The competition is also forcing a sharper product question: what counts as an AI software engineer? If a tool can write tests, debug, and open pull requests, that is useful. If it can plan an entire feature, inspect dependencies, and recover from errors without constant supervision, that is a different class of product. Cognition is trying to prove it belongs in the second category.
What this says about the next phase of software work
The bigger story here is not that engineers disappear. It is that the job keeps splitting in two. The repetitive parts of coding get automated faster, while the human parts become more valuable: deciding what to build, checking quality, and making tradeoffs when the system gets something almost right.
Wu’s argument is that software abundance follows from that split. If building gets cheaper and faster, more teams will ship more software. That is the bet behind Devin, and it is also why Cognition is willing to spend heavily on talent, office space, and product iteration while the market is still sorting out what AI coding should become.

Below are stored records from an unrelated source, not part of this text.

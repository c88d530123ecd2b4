// Copyright (C) 2026 Fred Clausen
// Use of this source code is governed by an MIT-style
// license that can be found in the LICENSE file or at
// https://opensource.org/licenses/MIT.

use super::{build_ticket, seed_event};
use crate::Persistence;
use admit::{CapacityOutcome, CompareAndSet, CreateOutcome, ReserveOutcome};
use admit_domain::{EventStatus, NewEvent, TicketStatus};
use time::OffsetDateTime;

#[test]
fn test_create_event_assigns_ids_and_draft_status() {
    let mut persistence = Persistence::new_in_memory().unwrap();
    let created_at = OffsetDateTime::now_utc();

    let first = persistence
        .create_event(&NewEvent::new("Opening Night", 100).unwrap(), created_at)
        .unwrap();
    let second = persistence
        .create_event(&NewEvent::new("Matinee", 40).unwrap(), created_at)
        .unwrap();

    assert!(second.event_id > first.event_id);
    assert_eq!(first.status, EventStatus::Draft);
    assert_eq!(first.issued, 0);
    assert_eq!(first.created_at, created_at);

    let listed = persistence.list_events().unwrap();
    assert_eq!(listed, vec![first, second]);
}

#[test]
fn test_reserve_within_capacity() {
    let mut persistence = Persistence::new_in_memory().unwrap();
    let event = seed_event(&mut persistence, 10, EventStatus::Selling);

    assert_eq!(
        persistence.reserve_capacity(event.event_id, 4).unwrap(),
        ReserveOutcome::Reserved { issued: 4 }
    );
    assert_eq!(
        persistence.reserve_capacity(event.event_id, 6).unwrap(),
        ReserveOutcome::Reserved { issued: 10 }
    );
}

#[test]
fn test_reserve_beyond_capacity_leaves_counter_unchanged() {
    let mut persistence = Persistence::new_in_memory().unwrap();
    let event = seed_event(&mut persistence, 10, EventStatus::Selling);
    persistence.reserve_capacity(event.event_id, 8).unwrap();

    assert_eq!(
        persistence.reserve_capacity(event.event_id, 3).unwrap(),
        ReserveOutcome::CapacityExceeded {
            capacity: 10,
            issued: 8
        }
    );
    assert_eq!(
        persistence.get_event(event.event_id).unwrap().unwrap().issued,
        8
    );
}

#[test]
fn test_reserve_refused_unless_event_is_on_sale() {
    let mut persistence = Persistence::new_in_memory().unwrap();
    let draft = seed_event(&mut persistence, 10, EventStatus::Draft);
    let closed = seed_event(&mut persistence, 10, EventStatus::Selling);
    persistence
        .compare_and_set_event_status(closed.event_id, EventStatus::Selling, EventStatus::Closed)
        .unwrap();

    assert_eq!(
        persistence.reserve_capacity(draft.event_id, 1).unwrap(),
        ReserveOutcome::NotSelling {
            status: EventStatus::Draft
        }
    );
    assert_eq!(
        persistence.reserve_capacity(closed.event_id, 1).unwrap(),
        ReserveOutcome::NotSelling {
            status: EventStatus::Closed
        }
    );
    assert_eq!(persistence.get_event(draft.event_id).unwrap().unwrap().issued, 0);
    assert_eq!(persistence.get_event(closed.event_id).unwrap().unwrap().issued, 0);
}

#[test]
fn test_active_event_still_sells_at_the_door() {
    let mut persistence = Persistence::new_in_memory().unwrap();
    let event = seed_event(&mut persistence, 10, EventStatus::Active);

    assert_eq!(
        persistence.reserve_capacity(event.event_id, 2).unwrap(),
        ReserveOutcome::Reserved { issued: 2 }
    );
}

#[test]
fn test_reserve_for_missing_event() {
    let mut persistence = Persistence::new_in_memory().unwrap();
    assert_eq!(
        persistence.reserve_capacity(404, 1).unwrap(),
        ReserveOutcome::EventNotFound
    );
}

#[test]
fn test_release_never_goes_below_zero() {
    let mut persistence = Persistence::new_in_memory().unwrap();
    let event = seed_event(&mut persistence, 10, EventStatus::Selling);
    persistence.reserve_capacity(event.event_id, 2).unwrap();

    persistence.release_capacity(event.event_id, 5).unwrap();

    assert_eq!(
        persistence.get_event(event.event_id).unwrap().unwrap().issued,
        0
    );
}

#[test]
fn test_release_for_missing_event_is_ignored() {
    let mut persistence = Persistence::new_in_memory().unwrap();
    persistence.release_capacity(404, 1).unwrap();
}

#[test]
fn test_event_status_compare_and_set() {
    let mut persistence = Persistence::new_in_memory().unwrap();
    let event = seed_event(&mut persistence, 10, EventStatus::Draft);

    let applied = persistence
        .compare_and_set_event_status(event.event_id, EventStatus::Draft, EventStatus::Selling)
        .unwrap();
    assert!(matches!(
        applied,
        CompareAndSet::Applied(ref e) if e.status == EventStatus::Selling
    ));

    let stale = persistence
        .compare_and_set_event_status(event.event_id, EventStatus::Draft, EventStatus::Closed)
        .unwrap();
    assert!(matches!(
        stale,
        CompareAndSet::Stale(ref e) if e.status == EventStatus::Selling
    ));

    assert_eq!(
        persistence
            .compare_and_set_event_status(404, EventStatus::Draft, EventStatus::Selling)
            .unwrap(),
        CompareAndSet::NotFound
    );
}

#[test]
fn test_capacity_changes_until_first_reservation() {
    let mut persistence = Persistence::new_in_memory().unwrap();
    let event = seed_event(&mut persistence, 10, EventStatus::Selling);

    let updated = persistence.set_event_capacity(event.event_id, 20).unwrap();
    assert!(matches!(updated, CapacityOutcome::Updated(ref e) if e.capacity == 20));

    persistence.reserve_capacity(event.event_id, 1).unwrap();
    let locked = persistence.set_event_capacity(event.event_id, 30).unwrap();
    assert!(matches!(
        locked,
        CapacityOutcome::Locked(ref e) if e.capacity == 20 && e.issued == 1
    ));

    assert_eq!(
        persistence.set_event_capacity(404, 5).unwrap(),
        CapacityOutcome::EventNotFound
    );
}

#[test]
fn test_tickets_require_existing_event() {
    let mut persistence = Persistence::new_in_memory().unwrap();
    let ticket = build_ticket(404, TicketStatus::Valid);

    let result = persistence.create_ticket(&ticket);

    assert!(result.is_err());
    assert!(persistence.get_ticket(&ticket.ticket_id).unwrap().is_none());
}

#[test]
fn test_create_ticket_for_seeded_event() {
    let mut persistence = Persistence::new_in_memory().unwrap();
    let event = seed_event(&mut persistence, 1, EventStatus::Selling);
    let ticket = build_ticket(event.event_id, TicketStatus::Valid);

    assert_eq!(
        persistence.create_ticket(&ticket).unwrap(),
        CreateOutcome::Created
    );
}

My read: the next 12 months will tell us whether Devin is a real enterprise workflow tool or just the most polished demo in the category. If Cognition can keep growing inside large companies while Cursor and Claude Code keep pulling in developers, the AI coding market may split into editor helpers, autonomous agents, and a few expensive systems that do both. Which bucket Devin lands in will decide whether Cognition becomes a name developers use every day or just a very loud chapter in the race to automate software work.